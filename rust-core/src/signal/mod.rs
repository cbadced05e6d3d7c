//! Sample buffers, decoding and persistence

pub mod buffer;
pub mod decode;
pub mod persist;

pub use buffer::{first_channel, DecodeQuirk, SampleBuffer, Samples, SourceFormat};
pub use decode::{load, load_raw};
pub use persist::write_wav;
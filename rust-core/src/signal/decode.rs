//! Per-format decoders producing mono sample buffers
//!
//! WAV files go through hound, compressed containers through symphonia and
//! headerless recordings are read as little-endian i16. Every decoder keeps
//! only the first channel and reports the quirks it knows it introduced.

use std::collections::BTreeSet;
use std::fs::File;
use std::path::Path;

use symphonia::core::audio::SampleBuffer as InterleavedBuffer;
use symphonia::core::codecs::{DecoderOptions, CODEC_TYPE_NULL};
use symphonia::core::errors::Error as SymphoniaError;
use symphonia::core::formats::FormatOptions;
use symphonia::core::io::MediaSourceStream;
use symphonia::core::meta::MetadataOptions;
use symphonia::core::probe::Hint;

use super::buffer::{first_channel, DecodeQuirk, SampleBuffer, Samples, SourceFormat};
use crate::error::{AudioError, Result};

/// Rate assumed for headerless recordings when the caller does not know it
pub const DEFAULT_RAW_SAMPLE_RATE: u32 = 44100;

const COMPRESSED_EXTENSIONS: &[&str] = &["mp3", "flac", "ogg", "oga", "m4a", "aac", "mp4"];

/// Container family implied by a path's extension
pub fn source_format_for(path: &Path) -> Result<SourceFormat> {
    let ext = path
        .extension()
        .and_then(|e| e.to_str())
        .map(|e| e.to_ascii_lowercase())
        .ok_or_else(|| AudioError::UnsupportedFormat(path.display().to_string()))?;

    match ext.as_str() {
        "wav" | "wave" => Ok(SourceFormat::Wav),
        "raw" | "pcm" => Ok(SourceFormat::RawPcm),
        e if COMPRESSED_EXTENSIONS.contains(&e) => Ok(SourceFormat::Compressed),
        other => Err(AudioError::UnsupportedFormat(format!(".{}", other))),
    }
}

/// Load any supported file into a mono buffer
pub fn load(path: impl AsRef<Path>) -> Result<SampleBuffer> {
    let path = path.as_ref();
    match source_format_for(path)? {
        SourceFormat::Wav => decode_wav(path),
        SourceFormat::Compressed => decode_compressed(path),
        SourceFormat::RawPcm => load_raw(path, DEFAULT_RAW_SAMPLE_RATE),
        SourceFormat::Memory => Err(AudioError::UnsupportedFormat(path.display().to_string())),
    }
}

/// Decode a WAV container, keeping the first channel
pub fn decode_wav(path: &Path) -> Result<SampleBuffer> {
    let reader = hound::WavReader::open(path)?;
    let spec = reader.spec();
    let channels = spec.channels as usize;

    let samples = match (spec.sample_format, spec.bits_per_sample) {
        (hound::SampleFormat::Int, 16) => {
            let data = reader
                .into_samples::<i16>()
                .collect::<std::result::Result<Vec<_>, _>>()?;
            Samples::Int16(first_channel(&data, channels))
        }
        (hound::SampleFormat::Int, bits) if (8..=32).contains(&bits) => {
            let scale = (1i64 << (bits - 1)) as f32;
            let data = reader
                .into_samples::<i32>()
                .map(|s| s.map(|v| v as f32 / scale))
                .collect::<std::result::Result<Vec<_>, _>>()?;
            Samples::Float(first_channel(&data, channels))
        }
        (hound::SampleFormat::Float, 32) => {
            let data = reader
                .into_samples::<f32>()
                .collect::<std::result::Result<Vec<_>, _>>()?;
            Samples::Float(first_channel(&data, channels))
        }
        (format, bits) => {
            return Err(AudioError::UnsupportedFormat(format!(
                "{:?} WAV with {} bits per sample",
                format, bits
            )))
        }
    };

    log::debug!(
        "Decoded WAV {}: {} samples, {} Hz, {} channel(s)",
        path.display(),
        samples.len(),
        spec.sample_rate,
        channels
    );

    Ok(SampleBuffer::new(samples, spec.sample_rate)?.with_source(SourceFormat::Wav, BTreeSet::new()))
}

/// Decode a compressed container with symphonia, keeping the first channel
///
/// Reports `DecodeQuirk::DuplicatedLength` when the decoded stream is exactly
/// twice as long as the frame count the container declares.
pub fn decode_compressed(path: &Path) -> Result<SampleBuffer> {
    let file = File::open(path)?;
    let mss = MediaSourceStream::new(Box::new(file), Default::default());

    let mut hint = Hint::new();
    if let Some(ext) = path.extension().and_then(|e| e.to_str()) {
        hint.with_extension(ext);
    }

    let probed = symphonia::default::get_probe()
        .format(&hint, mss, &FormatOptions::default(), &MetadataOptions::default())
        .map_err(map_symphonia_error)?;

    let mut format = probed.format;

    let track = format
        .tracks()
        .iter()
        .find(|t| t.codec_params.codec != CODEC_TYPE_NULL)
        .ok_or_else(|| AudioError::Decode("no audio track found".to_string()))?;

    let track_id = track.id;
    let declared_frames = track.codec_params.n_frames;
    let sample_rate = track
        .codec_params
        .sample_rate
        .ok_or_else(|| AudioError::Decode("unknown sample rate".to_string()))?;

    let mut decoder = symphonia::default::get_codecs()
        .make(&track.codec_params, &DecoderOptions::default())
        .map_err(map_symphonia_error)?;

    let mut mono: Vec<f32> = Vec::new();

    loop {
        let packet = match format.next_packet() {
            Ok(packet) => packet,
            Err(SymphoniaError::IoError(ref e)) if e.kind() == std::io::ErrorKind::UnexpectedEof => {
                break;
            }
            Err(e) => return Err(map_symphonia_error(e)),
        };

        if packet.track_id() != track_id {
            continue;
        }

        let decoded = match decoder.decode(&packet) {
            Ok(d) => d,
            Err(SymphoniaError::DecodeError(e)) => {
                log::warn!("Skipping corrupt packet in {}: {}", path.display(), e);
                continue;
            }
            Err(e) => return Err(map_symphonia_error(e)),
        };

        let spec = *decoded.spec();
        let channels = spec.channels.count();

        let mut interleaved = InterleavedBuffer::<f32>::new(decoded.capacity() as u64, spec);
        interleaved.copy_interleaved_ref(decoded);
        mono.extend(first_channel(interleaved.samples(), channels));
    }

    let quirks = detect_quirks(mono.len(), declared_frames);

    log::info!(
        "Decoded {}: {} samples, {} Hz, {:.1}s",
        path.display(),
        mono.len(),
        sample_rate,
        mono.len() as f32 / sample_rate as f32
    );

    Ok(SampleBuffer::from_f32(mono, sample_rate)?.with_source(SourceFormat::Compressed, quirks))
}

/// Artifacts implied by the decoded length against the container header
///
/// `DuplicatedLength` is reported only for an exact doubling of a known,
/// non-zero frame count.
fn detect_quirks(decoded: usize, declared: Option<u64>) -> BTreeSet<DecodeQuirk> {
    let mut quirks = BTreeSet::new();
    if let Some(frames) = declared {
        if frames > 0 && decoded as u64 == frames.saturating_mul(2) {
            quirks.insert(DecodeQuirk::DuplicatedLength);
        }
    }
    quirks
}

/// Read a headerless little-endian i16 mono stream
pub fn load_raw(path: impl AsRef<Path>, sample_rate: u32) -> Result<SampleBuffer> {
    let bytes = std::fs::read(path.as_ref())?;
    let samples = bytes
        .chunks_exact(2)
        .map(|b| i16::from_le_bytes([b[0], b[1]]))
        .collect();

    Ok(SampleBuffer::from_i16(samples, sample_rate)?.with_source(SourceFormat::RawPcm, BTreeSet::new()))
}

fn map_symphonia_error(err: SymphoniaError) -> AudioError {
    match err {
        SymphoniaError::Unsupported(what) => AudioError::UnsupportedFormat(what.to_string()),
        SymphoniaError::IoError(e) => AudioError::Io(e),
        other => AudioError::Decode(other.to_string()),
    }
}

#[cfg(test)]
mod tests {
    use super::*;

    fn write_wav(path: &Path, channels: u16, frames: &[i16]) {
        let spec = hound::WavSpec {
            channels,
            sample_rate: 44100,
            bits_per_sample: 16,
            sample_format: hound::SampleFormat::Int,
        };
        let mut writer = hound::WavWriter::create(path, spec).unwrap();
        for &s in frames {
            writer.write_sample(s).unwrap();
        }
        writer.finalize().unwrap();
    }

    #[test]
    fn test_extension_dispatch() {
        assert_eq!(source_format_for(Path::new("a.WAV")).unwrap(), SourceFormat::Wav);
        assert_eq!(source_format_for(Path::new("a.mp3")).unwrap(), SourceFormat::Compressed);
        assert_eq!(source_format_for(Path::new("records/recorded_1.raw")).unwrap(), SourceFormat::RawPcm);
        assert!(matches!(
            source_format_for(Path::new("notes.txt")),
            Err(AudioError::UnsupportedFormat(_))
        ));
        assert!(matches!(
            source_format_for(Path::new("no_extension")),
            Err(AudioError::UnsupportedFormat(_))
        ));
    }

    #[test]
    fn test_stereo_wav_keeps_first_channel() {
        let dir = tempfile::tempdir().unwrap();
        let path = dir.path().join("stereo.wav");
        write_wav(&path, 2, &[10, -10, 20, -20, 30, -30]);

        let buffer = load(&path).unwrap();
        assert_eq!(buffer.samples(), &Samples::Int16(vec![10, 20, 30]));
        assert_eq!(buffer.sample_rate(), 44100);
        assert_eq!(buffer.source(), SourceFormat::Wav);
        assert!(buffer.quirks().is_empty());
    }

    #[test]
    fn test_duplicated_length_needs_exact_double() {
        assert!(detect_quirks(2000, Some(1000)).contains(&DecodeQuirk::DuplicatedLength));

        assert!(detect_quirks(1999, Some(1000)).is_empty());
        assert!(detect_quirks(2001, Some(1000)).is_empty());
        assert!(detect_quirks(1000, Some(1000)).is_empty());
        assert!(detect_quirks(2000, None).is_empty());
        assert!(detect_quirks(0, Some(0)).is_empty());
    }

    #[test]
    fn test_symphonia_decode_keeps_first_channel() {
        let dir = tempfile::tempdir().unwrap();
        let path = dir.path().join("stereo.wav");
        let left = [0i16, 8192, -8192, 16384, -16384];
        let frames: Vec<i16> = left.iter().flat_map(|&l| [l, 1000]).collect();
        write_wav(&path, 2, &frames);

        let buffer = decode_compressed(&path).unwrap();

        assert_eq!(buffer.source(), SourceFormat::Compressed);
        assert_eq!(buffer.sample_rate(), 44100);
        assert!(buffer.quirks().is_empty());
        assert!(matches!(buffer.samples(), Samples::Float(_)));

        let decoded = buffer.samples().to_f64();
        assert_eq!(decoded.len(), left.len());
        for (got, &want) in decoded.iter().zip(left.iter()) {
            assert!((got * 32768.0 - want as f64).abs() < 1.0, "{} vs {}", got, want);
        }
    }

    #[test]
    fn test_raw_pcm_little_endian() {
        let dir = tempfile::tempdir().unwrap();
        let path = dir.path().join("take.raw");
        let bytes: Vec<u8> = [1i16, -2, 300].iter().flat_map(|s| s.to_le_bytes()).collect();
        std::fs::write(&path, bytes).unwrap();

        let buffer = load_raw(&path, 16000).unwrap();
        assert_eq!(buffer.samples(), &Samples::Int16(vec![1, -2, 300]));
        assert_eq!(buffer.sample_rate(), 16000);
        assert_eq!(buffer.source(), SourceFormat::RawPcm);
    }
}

--

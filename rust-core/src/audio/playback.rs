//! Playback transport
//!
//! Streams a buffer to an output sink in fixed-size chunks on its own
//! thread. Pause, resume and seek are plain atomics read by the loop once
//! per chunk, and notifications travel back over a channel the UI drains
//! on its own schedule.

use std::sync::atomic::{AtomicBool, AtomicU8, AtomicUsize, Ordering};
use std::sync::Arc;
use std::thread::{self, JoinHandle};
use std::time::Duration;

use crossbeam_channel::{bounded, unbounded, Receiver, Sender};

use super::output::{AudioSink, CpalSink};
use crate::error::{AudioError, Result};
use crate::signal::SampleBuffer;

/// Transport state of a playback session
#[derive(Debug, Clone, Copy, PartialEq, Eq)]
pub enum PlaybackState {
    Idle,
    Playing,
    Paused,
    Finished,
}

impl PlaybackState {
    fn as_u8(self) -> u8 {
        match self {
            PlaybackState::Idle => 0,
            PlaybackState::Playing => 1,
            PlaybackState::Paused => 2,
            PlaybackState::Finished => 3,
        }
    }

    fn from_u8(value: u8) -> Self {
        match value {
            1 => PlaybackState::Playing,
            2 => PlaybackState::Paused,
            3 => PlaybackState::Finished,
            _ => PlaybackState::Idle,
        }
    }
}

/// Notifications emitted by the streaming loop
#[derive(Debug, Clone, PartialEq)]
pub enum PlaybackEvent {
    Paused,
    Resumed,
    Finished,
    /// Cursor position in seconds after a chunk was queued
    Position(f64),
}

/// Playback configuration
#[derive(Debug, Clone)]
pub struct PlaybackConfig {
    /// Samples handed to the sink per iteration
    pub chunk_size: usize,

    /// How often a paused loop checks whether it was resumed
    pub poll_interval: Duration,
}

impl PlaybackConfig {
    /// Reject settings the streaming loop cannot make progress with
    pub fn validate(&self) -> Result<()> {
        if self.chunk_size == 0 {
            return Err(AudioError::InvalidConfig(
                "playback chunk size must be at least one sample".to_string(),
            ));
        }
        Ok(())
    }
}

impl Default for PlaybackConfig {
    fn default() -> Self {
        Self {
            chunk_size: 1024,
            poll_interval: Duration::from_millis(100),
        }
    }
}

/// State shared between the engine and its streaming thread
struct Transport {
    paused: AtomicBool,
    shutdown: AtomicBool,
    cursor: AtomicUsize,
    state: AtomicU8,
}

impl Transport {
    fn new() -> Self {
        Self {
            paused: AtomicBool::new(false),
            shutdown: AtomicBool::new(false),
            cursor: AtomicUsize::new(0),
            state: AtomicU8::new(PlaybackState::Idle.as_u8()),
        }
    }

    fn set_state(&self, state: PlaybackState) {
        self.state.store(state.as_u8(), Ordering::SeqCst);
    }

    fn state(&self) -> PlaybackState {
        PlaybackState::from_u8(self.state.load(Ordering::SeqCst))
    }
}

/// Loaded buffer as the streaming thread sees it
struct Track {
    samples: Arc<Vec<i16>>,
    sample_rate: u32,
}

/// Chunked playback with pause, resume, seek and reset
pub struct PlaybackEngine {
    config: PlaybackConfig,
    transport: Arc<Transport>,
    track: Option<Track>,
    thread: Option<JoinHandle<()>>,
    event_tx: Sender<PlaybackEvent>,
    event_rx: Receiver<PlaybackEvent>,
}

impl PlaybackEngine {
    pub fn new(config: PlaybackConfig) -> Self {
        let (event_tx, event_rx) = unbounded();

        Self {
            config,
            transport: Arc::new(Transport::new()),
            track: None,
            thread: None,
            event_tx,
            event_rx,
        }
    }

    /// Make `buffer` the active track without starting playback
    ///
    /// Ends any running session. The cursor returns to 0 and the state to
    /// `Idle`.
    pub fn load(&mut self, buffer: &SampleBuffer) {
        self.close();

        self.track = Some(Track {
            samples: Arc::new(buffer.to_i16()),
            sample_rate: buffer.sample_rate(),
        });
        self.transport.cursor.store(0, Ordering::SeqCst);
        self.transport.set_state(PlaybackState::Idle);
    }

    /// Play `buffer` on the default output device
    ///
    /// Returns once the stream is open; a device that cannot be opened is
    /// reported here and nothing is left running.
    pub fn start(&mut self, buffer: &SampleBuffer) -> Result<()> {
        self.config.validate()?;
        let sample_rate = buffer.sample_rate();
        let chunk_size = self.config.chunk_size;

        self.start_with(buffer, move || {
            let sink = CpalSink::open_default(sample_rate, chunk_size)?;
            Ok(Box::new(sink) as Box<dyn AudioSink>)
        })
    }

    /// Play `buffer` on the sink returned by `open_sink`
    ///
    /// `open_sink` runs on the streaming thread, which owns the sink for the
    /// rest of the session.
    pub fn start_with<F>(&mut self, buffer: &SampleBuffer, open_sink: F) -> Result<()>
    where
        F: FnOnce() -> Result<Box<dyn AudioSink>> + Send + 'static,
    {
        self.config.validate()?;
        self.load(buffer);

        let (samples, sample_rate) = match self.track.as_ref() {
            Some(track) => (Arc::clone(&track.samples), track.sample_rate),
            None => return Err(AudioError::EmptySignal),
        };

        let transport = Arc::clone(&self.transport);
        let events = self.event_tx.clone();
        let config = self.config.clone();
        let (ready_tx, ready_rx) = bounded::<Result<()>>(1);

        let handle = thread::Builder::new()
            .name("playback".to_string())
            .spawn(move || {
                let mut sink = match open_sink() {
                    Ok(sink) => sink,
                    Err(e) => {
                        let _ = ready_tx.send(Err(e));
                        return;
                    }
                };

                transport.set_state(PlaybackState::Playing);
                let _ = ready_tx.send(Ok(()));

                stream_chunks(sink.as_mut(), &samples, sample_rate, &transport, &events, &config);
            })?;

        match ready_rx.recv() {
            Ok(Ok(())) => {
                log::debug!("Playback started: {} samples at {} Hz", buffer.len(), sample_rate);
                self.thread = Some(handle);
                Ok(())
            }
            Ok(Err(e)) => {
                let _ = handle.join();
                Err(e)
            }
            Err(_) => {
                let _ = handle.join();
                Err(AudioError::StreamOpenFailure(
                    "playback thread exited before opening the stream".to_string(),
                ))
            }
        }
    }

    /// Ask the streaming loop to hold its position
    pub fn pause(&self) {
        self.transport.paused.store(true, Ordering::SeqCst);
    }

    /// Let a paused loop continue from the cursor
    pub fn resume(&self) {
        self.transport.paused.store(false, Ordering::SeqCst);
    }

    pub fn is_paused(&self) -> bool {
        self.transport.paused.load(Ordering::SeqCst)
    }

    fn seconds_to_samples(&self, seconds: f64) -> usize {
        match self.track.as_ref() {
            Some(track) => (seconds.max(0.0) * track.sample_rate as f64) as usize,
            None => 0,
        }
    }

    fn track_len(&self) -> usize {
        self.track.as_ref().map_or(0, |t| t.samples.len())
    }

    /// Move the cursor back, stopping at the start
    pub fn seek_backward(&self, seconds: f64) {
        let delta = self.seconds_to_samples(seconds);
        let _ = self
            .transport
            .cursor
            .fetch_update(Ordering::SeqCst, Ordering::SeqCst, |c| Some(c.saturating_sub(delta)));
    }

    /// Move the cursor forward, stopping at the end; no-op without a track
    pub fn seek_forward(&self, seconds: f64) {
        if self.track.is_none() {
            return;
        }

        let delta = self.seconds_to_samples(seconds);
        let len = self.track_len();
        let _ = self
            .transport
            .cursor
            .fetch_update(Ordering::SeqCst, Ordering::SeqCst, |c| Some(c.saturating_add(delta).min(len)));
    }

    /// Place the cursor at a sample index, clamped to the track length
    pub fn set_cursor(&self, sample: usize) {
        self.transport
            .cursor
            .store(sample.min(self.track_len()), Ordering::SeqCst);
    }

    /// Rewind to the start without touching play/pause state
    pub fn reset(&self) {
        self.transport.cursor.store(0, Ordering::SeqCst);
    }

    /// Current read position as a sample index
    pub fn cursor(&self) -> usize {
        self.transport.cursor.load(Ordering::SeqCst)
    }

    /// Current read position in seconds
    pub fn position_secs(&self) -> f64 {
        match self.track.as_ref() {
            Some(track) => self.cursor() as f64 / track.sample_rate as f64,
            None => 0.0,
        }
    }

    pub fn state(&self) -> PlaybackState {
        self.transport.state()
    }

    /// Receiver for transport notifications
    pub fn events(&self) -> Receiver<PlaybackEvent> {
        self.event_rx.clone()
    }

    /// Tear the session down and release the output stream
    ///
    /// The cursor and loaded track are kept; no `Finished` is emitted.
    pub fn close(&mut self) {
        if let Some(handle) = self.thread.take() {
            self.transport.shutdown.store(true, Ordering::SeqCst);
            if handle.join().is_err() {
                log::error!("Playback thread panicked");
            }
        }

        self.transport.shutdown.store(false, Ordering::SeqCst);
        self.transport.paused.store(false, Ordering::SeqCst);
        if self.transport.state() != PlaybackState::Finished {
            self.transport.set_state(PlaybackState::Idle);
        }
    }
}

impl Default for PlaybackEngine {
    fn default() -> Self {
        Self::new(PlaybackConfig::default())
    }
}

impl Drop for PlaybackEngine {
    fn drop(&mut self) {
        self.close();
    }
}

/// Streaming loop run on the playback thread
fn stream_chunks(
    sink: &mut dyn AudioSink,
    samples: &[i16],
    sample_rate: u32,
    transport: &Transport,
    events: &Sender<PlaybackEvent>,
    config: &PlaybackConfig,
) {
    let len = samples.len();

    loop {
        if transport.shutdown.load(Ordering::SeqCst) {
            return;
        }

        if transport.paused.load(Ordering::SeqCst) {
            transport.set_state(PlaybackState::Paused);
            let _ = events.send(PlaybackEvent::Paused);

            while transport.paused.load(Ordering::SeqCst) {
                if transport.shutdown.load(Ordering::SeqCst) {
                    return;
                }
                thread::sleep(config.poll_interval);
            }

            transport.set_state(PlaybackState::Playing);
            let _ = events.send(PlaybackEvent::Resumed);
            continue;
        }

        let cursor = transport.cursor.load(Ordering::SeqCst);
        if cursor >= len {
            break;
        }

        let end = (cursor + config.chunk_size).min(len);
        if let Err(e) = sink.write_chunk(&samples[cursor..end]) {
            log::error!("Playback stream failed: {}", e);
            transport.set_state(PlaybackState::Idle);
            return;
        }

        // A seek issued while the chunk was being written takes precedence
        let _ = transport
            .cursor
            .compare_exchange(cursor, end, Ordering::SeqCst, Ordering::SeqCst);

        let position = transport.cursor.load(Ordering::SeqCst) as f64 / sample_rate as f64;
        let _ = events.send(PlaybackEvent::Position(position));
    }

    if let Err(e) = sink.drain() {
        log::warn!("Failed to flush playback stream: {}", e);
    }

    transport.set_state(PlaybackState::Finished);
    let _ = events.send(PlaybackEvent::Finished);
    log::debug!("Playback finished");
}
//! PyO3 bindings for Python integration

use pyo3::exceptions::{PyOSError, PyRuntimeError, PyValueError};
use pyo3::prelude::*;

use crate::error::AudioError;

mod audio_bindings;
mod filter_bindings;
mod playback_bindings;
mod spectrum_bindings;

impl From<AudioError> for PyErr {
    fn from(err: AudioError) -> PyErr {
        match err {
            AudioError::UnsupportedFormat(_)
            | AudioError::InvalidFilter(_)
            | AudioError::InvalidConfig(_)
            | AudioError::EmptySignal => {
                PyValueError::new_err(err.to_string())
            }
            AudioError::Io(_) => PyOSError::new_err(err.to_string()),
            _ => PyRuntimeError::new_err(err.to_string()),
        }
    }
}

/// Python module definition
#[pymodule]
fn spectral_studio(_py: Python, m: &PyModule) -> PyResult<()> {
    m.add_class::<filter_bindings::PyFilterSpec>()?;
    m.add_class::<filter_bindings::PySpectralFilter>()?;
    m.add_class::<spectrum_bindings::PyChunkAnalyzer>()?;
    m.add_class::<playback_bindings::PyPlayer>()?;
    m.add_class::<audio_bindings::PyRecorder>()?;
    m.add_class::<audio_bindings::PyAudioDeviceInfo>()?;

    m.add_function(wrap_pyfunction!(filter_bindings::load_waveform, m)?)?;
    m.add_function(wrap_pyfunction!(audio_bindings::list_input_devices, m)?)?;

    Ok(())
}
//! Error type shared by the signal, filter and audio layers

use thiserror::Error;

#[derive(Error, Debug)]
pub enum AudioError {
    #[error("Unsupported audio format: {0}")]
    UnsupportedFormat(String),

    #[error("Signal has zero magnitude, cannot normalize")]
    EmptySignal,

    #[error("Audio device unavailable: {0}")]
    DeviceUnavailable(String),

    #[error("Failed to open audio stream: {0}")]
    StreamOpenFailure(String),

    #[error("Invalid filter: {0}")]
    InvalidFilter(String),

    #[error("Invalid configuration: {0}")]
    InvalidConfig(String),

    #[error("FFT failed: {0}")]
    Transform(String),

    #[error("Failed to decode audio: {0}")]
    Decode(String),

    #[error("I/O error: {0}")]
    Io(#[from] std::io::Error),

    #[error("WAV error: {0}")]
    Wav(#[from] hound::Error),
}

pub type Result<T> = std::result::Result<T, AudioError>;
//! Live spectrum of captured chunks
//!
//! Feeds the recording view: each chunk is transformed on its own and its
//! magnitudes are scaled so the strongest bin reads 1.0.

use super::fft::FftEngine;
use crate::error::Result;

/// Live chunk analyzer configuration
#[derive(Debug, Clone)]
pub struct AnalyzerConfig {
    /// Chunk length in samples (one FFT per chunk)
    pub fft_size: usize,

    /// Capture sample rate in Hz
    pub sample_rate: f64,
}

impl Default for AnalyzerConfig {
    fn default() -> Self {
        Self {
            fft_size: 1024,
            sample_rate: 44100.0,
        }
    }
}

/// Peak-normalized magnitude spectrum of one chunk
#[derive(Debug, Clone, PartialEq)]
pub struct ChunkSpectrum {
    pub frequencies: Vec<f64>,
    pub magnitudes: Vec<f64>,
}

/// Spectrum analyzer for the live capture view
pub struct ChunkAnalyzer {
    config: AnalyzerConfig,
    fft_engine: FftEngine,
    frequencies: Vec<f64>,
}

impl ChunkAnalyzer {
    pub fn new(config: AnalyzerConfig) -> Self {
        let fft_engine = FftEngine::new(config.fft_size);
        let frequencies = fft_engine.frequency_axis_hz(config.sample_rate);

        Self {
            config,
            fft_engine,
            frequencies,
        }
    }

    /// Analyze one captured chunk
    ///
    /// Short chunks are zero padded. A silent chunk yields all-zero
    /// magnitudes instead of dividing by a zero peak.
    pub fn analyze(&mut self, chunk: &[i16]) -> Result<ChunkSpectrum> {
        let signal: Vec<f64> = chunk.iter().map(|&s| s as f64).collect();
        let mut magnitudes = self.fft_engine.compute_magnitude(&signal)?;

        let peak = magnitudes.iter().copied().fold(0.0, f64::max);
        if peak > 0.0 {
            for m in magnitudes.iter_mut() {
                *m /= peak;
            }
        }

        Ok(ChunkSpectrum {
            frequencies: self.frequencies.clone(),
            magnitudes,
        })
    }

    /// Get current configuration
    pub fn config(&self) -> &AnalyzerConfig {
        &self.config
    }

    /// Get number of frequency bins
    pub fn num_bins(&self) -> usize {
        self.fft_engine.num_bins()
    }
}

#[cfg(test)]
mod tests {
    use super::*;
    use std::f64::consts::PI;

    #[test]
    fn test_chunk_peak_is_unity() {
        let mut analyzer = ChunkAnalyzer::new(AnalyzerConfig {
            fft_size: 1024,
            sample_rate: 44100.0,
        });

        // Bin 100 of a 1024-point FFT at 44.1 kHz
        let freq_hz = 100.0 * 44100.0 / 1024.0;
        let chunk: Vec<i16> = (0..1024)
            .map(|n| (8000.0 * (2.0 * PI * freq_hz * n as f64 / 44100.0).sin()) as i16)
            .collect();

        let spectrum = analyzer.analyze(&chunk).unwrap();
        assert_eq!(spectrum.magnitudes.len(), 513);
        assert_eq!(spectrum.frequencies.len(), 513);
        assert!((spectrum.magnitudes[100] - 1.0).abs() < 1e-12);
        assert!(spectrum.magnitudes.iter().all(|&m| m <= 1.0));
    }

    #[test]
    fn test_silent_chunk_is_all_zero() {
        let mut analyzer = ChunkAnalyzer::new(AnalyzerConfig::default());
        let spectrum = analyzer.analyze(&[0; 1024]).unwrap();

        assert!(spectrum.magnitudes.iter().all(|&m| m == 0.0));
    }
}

### PROBLEM TO SOLVE
Look through the data above. Find each line with the string "captured" and copy it.

### RESPONSE AREA
//! Live spectrum of captured chunks
    /// Analyze one captured chunk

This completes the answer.